*** Opening of Data shown ***

//! IPv4 address resolution.

use std::net::{IpAddr, Ipv4Addr};
use std::time::Duration;

use hickory_resolver::TokioAsyncResolver;

use crate::error_handling::ProbeError;

/// Resolves a hostname to all of its IPv4 addresses, in resolver order.
///
/// # Errors
///
/// - `ProbeError::Resolution` if the host is empty, the lookup fails, or no IPv4
///   address is returned
/// - `ProbeError::ResolutionTimeout` if the lookup does not finish within `deadline`
pub async fn resolve_ipv4_addresses(
    host: &str,
    resolver: &TokioAsyncResolver,
    deadline: Duration,
) -> Result<Vec<Ipv4Addr>, ProbeError> {
    if host.is_empty() {
        return Err(ProbeError::Resolution {
            host: String::new(),
            source: None,
        });
    }

    log::debug!("Resolving {host} (deadline {}s)", deadline.as_secs());

    let lookup = match tokio::time::timeout(deadline, resolver.lookup_ip(host)).await {
        Ok(Ok(lookup)) => lookup,
        Ok(Err(e)) => {
            log::warn!("DNS lookup for {host} failed: {e}");
            return Err(ProbeError::Resolution {
                host: host.to_string(),
                source: Some(e),
            });
        }
        Err(_) => {
            return Err(ProbeError::ResolutionTimeout {
                host: host.to_string(),
                secs: deadline.as_secs(),
            });
        }
    };

    let addresses: Vec<Ipv4Addr> = lookup
        .iter()
        .filter_map(|ip| match ip {
            IpAddr::V4(v4) => Some(v4),
            IpAddr::V6(_) => None,
        })
        .collect();

    if addresses.is_empty() {
        return Err(ProbeError::Resolution {
            host: host.to_string(),
            source: None,
        });
    }

    log::debug!("Resolved {host} to {} IPv4 address(es)", addresses.len());
    Ok(addresses)
}

/// Resolves a hostname and returns the first IPv4 address.
///
/// # Errors
///
/// Same as [`resolve_ipv4_addresses`].
pub async fn resolve_first_ipv4(
    host: &str,
    resolver: &TokioAsyncResolver,
    deadline: Duration,
) -> Result<Ipv4Addr, ProbeError> {
    let addresses = resolve_ipv4_addresses(host, resolver, deadline).await?;
    // resolve_ipv4_addresses never returns an empty list
    addresses
        .into_iter()
        .next()
        .ok_or_else(|| ProbeError::Resolution {
            host: host.to_string(),
            source: None,
        })
}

*** Close of Data shown ***

● **What the task requires**: For every line in the data above that has the string "await", return that line.

● **Solution to the exercise**:
    let lookup = match tokio::time::timeout(deadline, resolver.lookup_ip(host)).await {
    let addresses = resolve_ipv4_addresses(host, resolver, deadline).await?;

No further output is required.